---------- Record set

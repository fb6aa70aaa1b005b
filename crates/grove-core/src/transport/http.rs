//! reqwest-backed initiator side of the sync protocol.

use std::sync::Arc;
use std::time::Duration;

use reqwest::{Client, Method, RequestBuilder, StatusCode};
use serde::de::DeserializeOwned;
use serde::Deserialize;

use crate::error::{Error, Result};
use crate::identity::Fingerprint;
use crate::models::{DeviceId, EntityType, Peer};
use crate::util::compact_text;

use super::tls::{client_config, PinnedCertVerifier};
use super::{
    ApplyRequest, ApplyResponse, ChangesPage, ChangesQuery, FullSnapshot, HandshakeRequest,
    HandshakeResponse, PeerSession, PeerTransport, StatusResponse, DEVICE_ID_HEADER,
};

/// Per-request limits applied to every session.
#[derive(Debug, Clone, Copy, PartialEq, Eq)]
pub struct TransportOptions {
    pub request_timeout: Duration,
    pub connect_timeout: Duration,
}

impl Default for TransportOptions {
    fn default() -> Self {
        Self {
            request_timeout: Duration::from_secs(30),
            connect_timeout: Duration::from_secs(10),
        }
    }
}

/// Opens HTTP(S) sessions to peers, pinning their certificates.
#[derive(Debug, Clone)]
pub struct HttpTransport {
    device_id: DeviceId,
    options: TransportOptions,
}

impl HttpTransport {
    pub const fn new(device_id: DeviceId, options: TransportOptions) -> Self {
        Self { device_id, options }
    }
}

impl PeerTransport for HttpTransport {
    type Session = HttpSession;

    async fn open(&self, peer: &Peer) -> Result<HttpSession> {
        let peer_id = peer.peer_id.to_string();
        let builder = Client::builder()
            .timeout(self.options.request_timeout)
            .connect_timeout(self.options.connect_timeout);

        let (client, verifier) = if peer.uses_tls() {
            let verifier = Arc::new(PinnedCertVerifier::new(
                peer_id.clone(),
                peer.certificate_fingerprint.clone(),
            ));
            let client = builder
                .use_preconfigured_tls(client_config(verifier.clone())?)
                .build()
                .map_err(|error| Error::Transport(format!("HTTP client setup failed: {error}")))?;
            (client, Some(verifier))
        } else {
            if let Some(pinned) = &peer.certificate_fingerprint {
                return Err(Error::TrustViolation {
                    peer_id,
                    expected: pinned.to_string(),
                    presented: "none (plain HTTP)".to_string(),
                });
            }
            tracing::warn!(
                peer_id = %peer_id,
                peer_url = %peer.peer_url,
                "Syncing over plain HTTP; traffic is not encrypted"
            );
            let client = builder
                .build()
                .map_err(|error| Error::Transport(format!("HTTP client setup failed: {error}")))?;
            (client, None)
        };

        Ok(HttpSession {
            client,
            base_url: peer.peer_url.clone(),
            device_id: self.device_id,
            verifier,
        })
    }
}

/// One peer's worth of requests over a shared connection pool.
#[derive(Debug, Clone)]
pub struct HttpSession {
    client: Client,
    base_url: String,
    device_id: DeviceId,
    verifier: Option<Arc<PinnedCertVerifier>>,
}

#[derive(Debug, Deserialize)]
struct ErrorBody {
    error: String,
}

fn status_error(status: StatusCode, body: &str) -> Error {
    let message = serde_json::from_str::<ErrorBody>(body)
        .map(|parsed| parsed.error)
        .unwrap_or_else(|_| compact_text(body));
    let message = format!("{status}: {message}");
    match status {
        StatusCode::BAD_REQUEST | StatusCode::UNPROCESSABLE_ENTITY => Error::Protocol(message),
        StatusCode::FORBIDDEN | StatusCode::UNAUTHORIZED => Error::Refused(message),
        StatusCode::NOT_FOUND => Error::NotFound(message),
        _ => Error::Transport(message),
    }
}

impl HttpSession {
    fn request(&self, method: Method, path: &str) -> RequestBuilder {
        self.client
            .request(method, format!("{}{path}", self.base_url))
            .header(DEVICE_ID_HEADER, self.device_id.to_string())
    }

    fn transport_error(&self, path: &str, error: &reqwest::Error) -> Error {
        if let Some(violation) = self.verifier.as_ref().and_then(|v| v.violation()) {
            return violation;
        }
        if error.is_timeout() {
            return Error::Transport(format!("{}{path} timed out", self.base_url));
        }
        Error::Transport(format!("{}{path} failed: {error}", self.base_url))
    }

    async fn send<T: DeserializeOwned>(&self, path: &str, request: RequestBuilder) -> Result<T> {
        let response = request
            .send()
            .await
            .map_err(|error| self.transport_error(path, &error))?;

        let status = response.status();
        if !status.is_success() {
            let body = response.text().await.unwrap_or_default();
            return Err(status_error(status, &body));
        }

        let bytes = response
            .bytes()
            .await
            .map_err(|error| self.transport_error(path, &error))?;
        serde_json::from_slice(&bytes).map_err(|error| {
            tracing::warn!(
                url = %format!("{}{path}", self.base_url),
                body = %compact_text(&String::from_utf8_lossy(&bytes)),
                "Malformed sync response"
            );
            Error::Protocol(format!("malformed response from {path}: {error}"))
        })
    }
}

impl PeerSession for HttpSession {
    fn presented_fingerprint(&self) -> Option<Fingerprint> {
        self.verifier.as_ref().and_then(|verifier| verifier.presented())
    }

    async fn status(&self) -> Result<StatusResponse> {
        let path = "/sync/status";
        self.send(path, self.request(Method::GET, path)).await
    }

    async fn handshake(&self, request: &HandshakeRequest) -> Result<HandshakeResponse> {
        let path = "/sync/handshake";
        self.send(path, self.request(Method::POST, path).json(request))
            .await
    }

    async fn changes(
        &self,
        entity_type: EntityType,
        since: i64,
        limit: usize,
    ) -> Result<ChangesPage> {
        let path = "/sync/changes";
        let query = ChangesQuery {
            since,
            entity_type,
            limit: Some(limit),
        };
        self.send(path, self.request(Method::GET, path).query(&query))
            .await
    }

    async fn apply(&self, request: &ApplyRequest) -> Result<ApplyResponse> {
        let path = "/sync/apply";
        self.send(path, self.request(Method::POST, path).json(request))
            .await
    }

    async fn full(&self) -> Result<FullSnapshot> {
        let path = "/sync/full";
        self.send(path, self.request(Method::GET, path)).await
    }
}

--------------------
---------- Record set

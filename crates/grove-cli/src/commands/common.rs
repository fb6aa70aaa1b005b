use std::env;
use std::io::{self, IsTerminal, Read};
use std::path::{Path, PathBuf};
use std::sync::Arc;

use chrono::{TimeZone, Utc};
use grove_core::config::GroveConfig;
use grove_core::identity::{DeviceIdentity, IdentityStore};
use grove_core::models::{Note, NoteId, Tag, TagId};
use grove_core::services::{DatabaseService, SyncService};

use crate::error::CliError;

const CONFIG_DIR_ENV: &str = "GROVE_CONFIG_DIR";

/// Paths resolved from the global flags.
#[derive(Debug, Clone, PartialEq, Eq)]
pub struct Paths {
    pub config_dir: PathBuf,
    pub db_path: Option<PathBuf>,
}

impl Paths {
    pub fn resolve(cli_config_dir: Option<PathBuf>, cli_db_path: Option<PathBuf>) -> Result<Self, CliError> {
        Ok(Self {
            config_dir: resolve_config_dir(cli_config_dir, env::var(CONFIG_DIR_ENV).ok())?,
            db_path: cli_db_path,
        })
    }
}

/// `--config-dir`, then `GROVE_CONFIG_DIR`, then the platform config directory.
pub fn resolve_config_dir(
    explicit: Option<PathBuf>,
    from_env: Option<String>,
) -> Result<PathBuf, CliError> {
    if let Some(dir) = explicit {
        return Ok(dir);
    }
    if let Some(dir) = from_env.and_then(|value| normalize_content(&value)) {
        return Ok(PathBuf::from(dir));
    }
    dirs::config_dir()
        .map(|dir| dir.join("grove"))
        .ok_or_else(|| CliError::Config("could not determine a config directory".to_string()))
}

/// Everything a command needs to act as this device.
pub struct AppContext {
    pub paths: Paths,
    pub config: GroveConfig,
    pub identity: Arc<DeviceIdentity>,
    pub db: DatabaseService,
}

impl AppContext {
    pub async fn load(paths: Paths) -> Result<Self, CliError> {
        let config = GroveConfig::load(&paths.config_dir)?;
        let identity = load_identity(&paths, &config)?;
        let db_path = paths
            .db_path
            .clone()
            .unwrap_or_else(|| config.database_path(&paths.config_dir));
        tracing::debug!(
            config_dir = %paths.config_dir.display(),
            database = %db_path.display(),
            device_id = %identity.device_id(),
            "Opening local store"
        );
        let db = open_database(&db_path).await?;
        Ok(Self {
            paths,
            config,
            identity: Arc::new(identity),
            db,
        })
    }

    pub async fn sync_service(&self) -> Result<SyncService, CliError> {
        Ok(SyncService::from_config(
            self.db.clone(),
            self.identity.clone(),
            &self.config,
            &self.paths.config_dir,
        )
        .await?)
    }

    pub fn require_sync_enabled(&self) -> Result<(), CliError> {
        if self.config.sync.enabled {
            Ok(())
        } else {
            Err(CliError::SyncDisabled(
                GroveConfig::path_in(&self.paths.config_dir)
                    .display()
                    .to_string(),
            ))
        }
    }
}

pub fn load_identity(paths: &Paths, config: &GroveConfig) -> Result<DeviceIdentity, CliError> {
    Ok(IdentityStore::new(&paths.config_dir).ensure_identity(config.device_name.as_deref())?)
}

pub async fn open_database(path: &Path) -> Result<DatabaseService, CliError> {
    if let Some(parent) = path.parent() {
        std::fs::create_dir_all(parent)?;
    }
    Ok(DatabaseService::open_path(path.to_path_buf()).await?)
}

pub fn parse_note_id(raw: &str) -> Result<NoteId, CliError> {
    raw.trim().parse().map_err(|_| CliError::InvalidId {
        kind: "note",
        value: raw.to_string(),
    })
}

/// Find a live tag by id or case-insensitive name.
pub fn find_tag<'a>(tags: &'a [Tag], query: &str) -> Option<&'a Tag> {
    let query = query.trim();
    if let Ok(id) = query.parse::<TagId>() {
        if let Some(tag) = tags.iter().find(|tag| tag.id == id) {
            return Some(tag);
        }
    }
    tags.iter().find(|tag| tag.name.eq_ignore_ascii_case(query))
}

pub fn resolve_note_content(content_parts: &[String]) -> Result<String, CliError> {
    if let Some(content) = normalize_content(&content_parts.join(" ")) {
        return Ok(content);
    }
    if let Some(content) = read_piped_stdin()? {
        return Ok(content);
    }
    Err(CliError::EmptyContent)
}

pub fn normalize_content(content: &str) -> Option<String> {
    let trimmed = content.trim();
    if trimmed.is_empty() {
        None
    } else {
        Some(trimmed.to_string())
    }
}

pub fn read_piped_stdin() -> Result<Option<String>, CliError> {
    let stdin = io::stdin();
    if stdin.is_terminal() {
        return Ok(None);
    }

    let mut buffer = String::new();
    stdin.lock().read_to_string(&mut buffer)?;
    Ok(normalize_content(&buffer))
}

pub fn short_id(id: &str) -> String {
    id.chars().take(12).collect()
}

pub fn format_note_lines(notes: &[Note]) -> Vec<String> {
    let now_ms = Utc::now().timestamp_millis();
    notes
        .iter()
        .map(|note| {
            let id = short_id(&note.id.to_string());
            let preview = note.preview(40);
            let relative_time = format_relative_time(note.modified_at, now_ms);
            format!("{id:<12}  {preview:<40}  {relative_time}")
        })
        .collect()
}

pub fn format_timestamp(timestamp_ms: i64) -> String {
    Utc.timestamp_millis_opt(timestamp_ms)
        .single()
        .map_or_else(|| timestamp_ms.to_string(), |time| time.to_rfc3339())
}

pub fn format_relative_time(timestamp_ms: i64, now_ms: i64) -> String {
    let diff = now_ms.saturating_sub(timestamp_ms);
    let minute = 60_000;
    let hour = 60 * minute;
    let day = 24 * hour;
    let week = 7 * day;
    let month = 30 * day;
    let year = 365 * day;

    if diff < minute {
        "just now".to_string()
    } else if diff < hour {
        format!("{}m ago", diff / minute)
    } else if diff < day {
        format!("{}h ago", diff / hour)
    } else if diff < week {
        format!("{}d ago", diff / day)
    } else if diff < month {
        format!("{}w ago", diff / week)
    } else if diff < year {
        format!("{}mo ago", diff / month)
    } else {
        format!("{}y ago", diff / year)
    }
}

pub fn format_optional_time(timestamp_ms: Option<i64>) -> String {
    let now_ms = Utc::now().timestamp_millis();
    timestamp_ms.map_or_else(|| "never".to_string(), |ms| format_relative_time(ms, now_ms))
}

--------------------

Required action
Show every line from the entries above in which "crates" appears.

Answer space
filename crates/grove-core/src/transport/http.rs
filename crates/grove-cli/src/commands/common.rs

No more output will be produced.